This year’s All-Star Weekend in Charlotte kicked off with a day of service. NBA players, accompanied by hundreds of volunteers and service members, participated in three projects throughout the city, packing and sorting food donations to be distributed to those in need, beautifying a community space and refurbishing a computer lab. The projects are expected to have an impact more than 1,500 children in the Charlotte area.

The commitment to serve the community extends well past the All-Star Day of Service, as players have become year-round ambassadors for giving back. Let’s take a look at a few players who have gone above and beyond:

LeBron James, Los Angeles Lakers

No surprises here. LeBron James (shown above hugging then-First Lady , whose list of basketball accomplishments earned its own lengthy Wikipedia page, epitomizes this commitment to giving back to his community. The LeBron James Family Foundation has raised tens of millions of dollars to tackle high drop-out rates for at-risk youth in James’ hometown of Akron, Ohio.
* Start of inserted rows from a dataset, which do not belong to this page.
//! # smarthome-app
//!
//! Application layer: the use-cases that own and drive devices.
//!
//! ## Responsibilities
//! - `DeviceProxy`: the only path to a device's mutators; translates
//!   symbolic actions (`on` / `off`) into device calls and traces every access
//! - `DeviceRegistry`: owns devices in registration order, routes commands
//!   by id, and produces the status report
//!
//! ## Dependency rule
//! Depends on `smarthome-domain` only. Never imports adapter crates.
//! Adapters depend on *this* crate, not the reverse.

pub mod services;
Most recently, James’ Foundation opened the I Promise School, a public school in Akron in which graduating students with a minimum GPA of 3.0 are offered free tuition to Akron University. Even James’ controversial live TV program several years ago when he announced his decision to leave his homegrown Cleveland Cavaliers in free agency to chase championships for the Miami Heat raised a total of $6 million for charities.

Kevin Durant, Golden State Warriors

Considered one of the greatest pure scorers in NBA history, swingman Kevin Durant recently committed $10 million to jumpstart a College Track chapter in Prince George’s County, Maryland, where he grew up. College Track’s nine chapters, which span across California, Louisiana and Colorado have helped put nearly 3,000 students through college. The program commits to supporting students for ten years, giving students starting in ninth grade access to financial aid, tutoring, test preparation courses and more through college graduation. The College Track in Prince George’s County will be the first of three slated to open in the next several years in the greater Washington metropolitan area.
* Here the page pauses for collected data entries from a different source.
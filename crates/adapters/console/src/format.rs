//! Output format for the status report.

use std::fmt;
use std::str::FromStr;

use serde::Deserialize;

/// How `showStatus` renders the report.
#[derive(Debug, Clone, Copy, PartialEq, Eq, Default, Deserialize)]
#[serde(rename_all = "lowercase")]
pub enum OutputFormat {
    /// `<Category> <id> is <status>`, one line per device.
    #[default]
    Text,
    /// A single pretty-printed JSON array.
    Json,
}

impl fmt::Display for OutputFormat {
    fn fmt(&self, f: &mut fmt::Formatter<'_>) -> fmt::Result {
        match self {
            Self::Text => f.write_str("text"),
            Self::Json => f.write_str("json"),
        }
    }
}

/// The value is neither `text` nor `json`.
#[derive(Debug, Clone, PartialEq, Eq, thiserror::Error)]
#[error("unknown output format: {0}")]
pub struct UnknownFormat(pub String);

impl FromStr for OutputFormat {
    type Err = UnknownFormat;

    fn from_str(s: &str) -> Result<Self, Self::Err> {
        match s.trim().to_ascii_lowercase().as_str() {
            "text" => Ok(Self::Text),
            "json" => Ok(Self::Json),
            other => Err(UnknownFormat(other.to_string())),
        }
    }
}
Steph Curry, Golden State Warriors

The shifty point guard, world champion and two-time MVP Steph Curry makes assists on and off the court. Consistently among the most philanthropic players in the league, Curry has been active both in the United States and abroad. Since 2012, Curry has donated three malaria nets per three-point shot made - quite remarkable considering he is arguably the best three-point shooter in NBA history. In 2016, he took the fight against malaria to the next level when he partnered with the United Nations and USAID to promote the #CallYourShot social media challenge aimed to raise money to protect families from malaria. Most recently, he’s committed to donating one malaria bed for each signature Nothing But Nets sneaker he sells (10,00+ to date).
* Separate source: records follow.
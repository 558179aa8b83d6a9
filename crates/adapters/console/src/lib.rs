//! # smarthome-adapter-console
//!
//! Driving adapter that reads one command per line and calls into the
//! [`DeviceRegistry`](smarthome_app::services::device_registry::DeviceRegistry).
//!
//! ## Commands
//!
//! | Command | Prompts | Effect |
//! |---------|---------|--------|
//! | `addDevice` | type, id, temperature (thermostat only) | build through the factory, then register |
//! | `controlDevice` | id, action (`on` / `off`) | dispatch the action |
//! | `showStatus` | none | print one line per device, or a JSON array |
//! | `removeDevice` | id | unregister the device |
//! | `setTemperature` | id, temperature | change a thermostat target |
//! | `updateStatus` | id, status | push an observed status into the device |
//! | `help` | none | list the commands |
//! | `exit` | none | stop the loop (end of input does the same) |
//!
//! Domain errors are printed and the loop keeps going; only IO failures
//! end it with an error.
//!
//! ## Dependency rule
//!
//! Depends on `smarthome-app` and `smarthome-domain` only.

mod command;
mod format;
mod session;

pub use command::{Command, UnknownCommand};
pub use format::{OutputFormat, UnknownFormat};
pub use session::CommandLoop;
More locally, Curry’s annual ThanksUSA golf tournament has raised more than $150,000 since it started in 2011 to give scholarships to the spouses and children of active-duty military. To echo Durant and James’ commitment to giving back to their hometown, Curry announced yesterday that he’s partnering with Under Armour and Chase Bank to pledge a “seven-figure commitment” to renovate Charlotte's Carole Hoefener Center.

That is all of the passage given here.